Absolutely. Outside of historical fantasy, I see no way to portray a combat-focused version of this story to a popular* audience without valorizing the Union Army, which is going to dump buckets of sand into many people's personal gears, to say nothing of the almost inevitability of such a film being read as a white savior narrative, regardless of the creators' intent. Stories about civilian experiences during with/related tot he war are cool, but (as noted above) they immediately raise questions for some audience members of whether it's "really" a war film then.**

* Art films are different, of course, but I have no sense of whether art film directors are interested in this.
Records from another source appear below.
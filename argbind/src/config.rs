/*!
Parser configuration: the program name and version shown in usage text.
*/

use std::{ffi::OsStr, path::Path, sync::OnceLock};

static VERSION: OnceLock<String> = OnceLock::new();

/**
Set the process-wide version string. Every [`Parser`][crate::Parser] built
afterwards gets a `--version` option, unless its [`Config`] carries its own
version.

This can only be done once; later calls return the rejected version as an
error.
*/
pub fn set_version(version: impl Into<String>) -> Result<(), String> {
    VERSION.set(version.into())
}

/// The process-wide version string, if one was set.
#[inline]
#[must_use]
pub fn version() -> Option<&'static str> {
    VERSION.get().map(String::as_str)
}

/// The program name as it appears at the start of usage text: the final
/// component of `argv0`.
#[must_use]
pub fn program_name(argv0: &OsStr) -> String {
    Path::new(argv0)
        .file_name()
        .unwrap_or(argv0)
        .to_string_lossy()
        .into_owned()
}

/// Settings that apply to a whole [`Parser`][crate::Parser], rather than to
/// one field.
#[derive(Debug, Clone, Default, PartialEq, Eq)]
pub struct Config {
    /// The program name used in usage text. When absent, it's derived from
    /// the process's `argv[0]`.
    pub program: Option<String>,

    /// The version. Takes precedence over [`set_version`].
    pub version: Option<String>,
}

impl Config {
    #[inline]
    #[must_use]
    pub fn new() -> Self {
        Self::default()
    }

    #[must_use]
    pub fn with_program(self, program: impl Into<String>) -> Self {
        Self {
            program: Some(program.into()),
            ..self
        }
    }

    #[must_use]
    pub fn with_version(self, version: impl Into<String>) -> Self {
        Self {
            version: Some(version.into()),
            ..self
        }
    }

    pub(crate) fn resolve_program(&self) -> String {
        match self.program {
            Some(ref program) => program.clone(),
            None => std::env::args_os()
                .next()
                .map(|argv0| program_name(&argv0))
                .unwrap_or_default(),
        }
    }

    pub(crate) fn resolve_version(&self) -> Option<String> {
        self.version
            .clone()
            .or_else(|| version().map(str::to_owned))
    }
}

#[cfg(test)]
mod tests {
    use super::*;

    #[test]
    fn program_name_is_the_base_name() {
        assert_eq!(program_name(OsStr::new("/usr/local/bin/example")), "example");
        assert_eq!(program_name(OsStr::new("example")), "example");
        assert_eq!(program_name(OsStr::new("./bin/tool")), "tool");
    }

    #[test]
    fn explicit_program_wins() {
        let config = Config::new().with_program("myprogram");
        assert_eq!(config.resolve_program(), "myprogram");
    }

    #[test]
    fn program_falls_back_to_argv0() {
        let argv0 = std::env::args_os().next().unwrap();
        let expected = program_name(&argv0);

        assert!(!expected.is_empty());
        assert!(!expected.contains('/'));
        assert_eq!(Config::new().resolve_program(), expected);
    }

    #[test]
    fn explicit_version_wins() {
        let config = Config::new().with_version("2.0.0");
        assert_eq!(config.resolve_version().as_deref(), Some("2.0.0"));
    }
}
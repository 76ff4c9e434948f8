/*!
The in-progress state of a parse. Tokens are classified by
[`argbind_parser`], then collected here per argument; nothing is converted or
written to a field until every token has been seen.
*/

use std::collections::HashMap;

use argbind_parser::{Arg, ArgAccess, Visitor};

use crate::{
    errors::ParseError,
    spec::{ArgumentSpec, Builtin, Repetition},
};

/// Render a token for use in an error message
fn lossy(arg: Arg<'_>) -> String {
    String::from_utf8_lossy(arg.bytes()).into_owned()
}

fn text(arg: Arg<'_>) -> Result<&str, ParseError> {
    arg.as_str()
        .ok_or_else(|| ParseError::InvalidUtf8 { token: lossy(arg) })
}

pub(crate) struct State<'p> {
    specs: &'p [ArgumentSpec],
    names: &'p HashMap<String, usize>,
    aliases: &'p HashMap<char, usize>,
    positionals: &'p [usize],

    /// Tokens seen for each spec, or `None` if it never appeared
    explicit: Vec<Option<Vec<String>>>,

    /// The next positional to fill
    cursor: usize,

    help: bool,
    version: bool,
}

impl<'p> State<'p> {
    pub fn new(
        specs: &'p [ArgumentSpec],
        names: &'p HashMap<String, usize>,
        aliases: &'p HashMap<char, usize>,
        positionals: &'p [usize],
    ) -> Self {
        Self {
            specs,
            names,
            aliases,
            positionals,
            explicit: vec![None; specs.len()],
            cursor: 0,
            help: false,
            version: false,
        }
    }

    /// If `--help` or `--version` appeared, the corresponding error. Help
    /// takes precedence.
    pub fn request(&self) -> Option<ParseError> {
        match (self.help, self.version) {
            (true, _) => Some(ParseError::HelpRequested),
            (false, true) => Some(ParseError::VersionRequested),
            (false, false) => None,
        }
    }

    pub fn into_explicit(self) -> Vec<Option<Vec<String>>> {
        self.explicit
    }

    fn push(&mut self, index: usize, token: &str) {
        self.explicit[index]
            .get_or_insert_with(Vec::new)
            .push(token.to_owned());
    }

    /// Find a non-positional spec by its long name
    fn long(&self, option: Arg<'_>) -> Result<usize, ParseError> {
        let name = text(option)?;

        self.names
            .get(name)
            .copied()
            .filter(|&index| !self.specs[index].is_positional())
            .ok_or_else(|| ParseError::UnknownOption {
                option: format!("--{name}"),
            })
    }

    fn short(&self, option: u8) -> Result<usize, ParseError> {
        self.aliases
            .get(&char::from(option))
            .copied()
            .ok_or_else(|| ParseError::UnknownOption {
                option: format!("-{}", option.escape_ascii()),
            })
    }

    /// Handle a builtin option, if `index` is one. Returns true if it was.
    fn builtin(&mut self, index: usize) -> bool {
        match self.specs[index].builtin_kind() {
            Some(Builtin::Help) => self.help = true,
            Some(Builtin::Version) => self.version = true,
            None => return false,
        }

        log::trace!("{} requested", self.specs[index].name());
        true
    }

    /// An option appeared without an attached `=value`; get its value(s)
    /// from `arg`, if it needs any.
    fn option<'arg>(
        &mut self,
        index: usize,
        display: impl FnOnce() -> String,
        arg: impl ArgAccess<'arg>,
    ) -> Result<(), ParseError> {
        if self.builtin(index) {
            return Ok(());
        }

        let specs = self.specs;
        let spec = &specs[index];

        if !spec.takes_value() {
            self.push(index, "true");
            return Ok(());
        }

        match spec.repetition() {
            Repetition::Single => {
                let value = arg
                    .take()
                    .ok_or_else(|| ParseError::MissingOptionValue { option: display() })?;

                let value = text(value)?;
                log::trace!("{} = {value:?}", spec.display_name());
                self.push(index, value);
            }
            Repetition::Multiple => {
                let mut values = Vec::new();
                let mut error = None;

                arg.take_each(|value| match text(value) {
                    Ok(value) => values.push(value.to_owned()),
                    Err(err) => {
                        error.get_or_insert(err);
                    }
                });

                if let Some(error) = error {
                    return Err(error);
                }

                log::trace!("{} += {values:?}", spec.display_name());
                self.explicit[index]
                    .get_or_insert_with(Vec::new)
                    .extend(values);
            }
        }

        Ok(())
    }

    /// An option appeared with an attached value, like `--name=value`
    fn option_with_value(&mut self, index: usize, value: Arg<'_>) -> Result<(), ParseError> {
        if self.builtin(index) {
            return Ok(());
        }

        let value = text(value)?;
        log::trace!("{} = {value:?}", self.specs[index].display_name());
        self.push(index, value);
        Ok(())
    }
}

impl<'arg> Visitor<'arg> for &mut State<'_> {
    type Value = Result<(), ParseError>;

    fn visit_positional(self, argument: Arg<'arg>) -> Self::Value {
        let Some(&index) = self.positionals.get(self.cursor) else {
            return Err(ParseError::UnexpectedPositional {
                token: lossy(argument),
            });
        };

        let value = text(argument)?;
        log::trace!("{} = {value:?}", self.specs[index].display_name());
        self.push(index, value);

        if !self.specs[index].is_variadic() {
            self.cursor += 1;
        }

        Ok(())
    }

    fn visit_long_option(self, option: Arg<'arg>, argument: Arg<'arg>) -> Self::Value {
        let index = self.long(option)?;
        self.option_with_value(index, argument)
    }

    fn visit_long(self, option: Arg<'arg>, arg: impl ArgAccess<'arg>) -> Self::Value {
        let index = self.long(option)?;
        self.option(index, || format!("--{}", lossy(option)), arg)
    }

    fn visit_short(self, option: u8, arg: impl ArgAccess<'arg>) -> Self::Value {
        let index = self.short(option)?;
        self.option(index, || format!("-{}", char::from(option)), arg)
    }
}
** Wonderful works have been created to this end, but for every This War Of Mine, there are 7,253 works where the hero is a conquering--or at least victorious--soldier.
posted by cupcakeninja at 5:32 AM on August 19 [1 favorite]


I actually thought Apple TV's Manhunt was really interesting 'grappling' but it was more about about the start of Reconstruction. It wasn't super great TV but it was interesting to see a show grappling with how Lincoln's ideals were pretty much immediately betrayed after his assassination.
posted by srboisvert at 5:36 AM on August 19 [1 favorite]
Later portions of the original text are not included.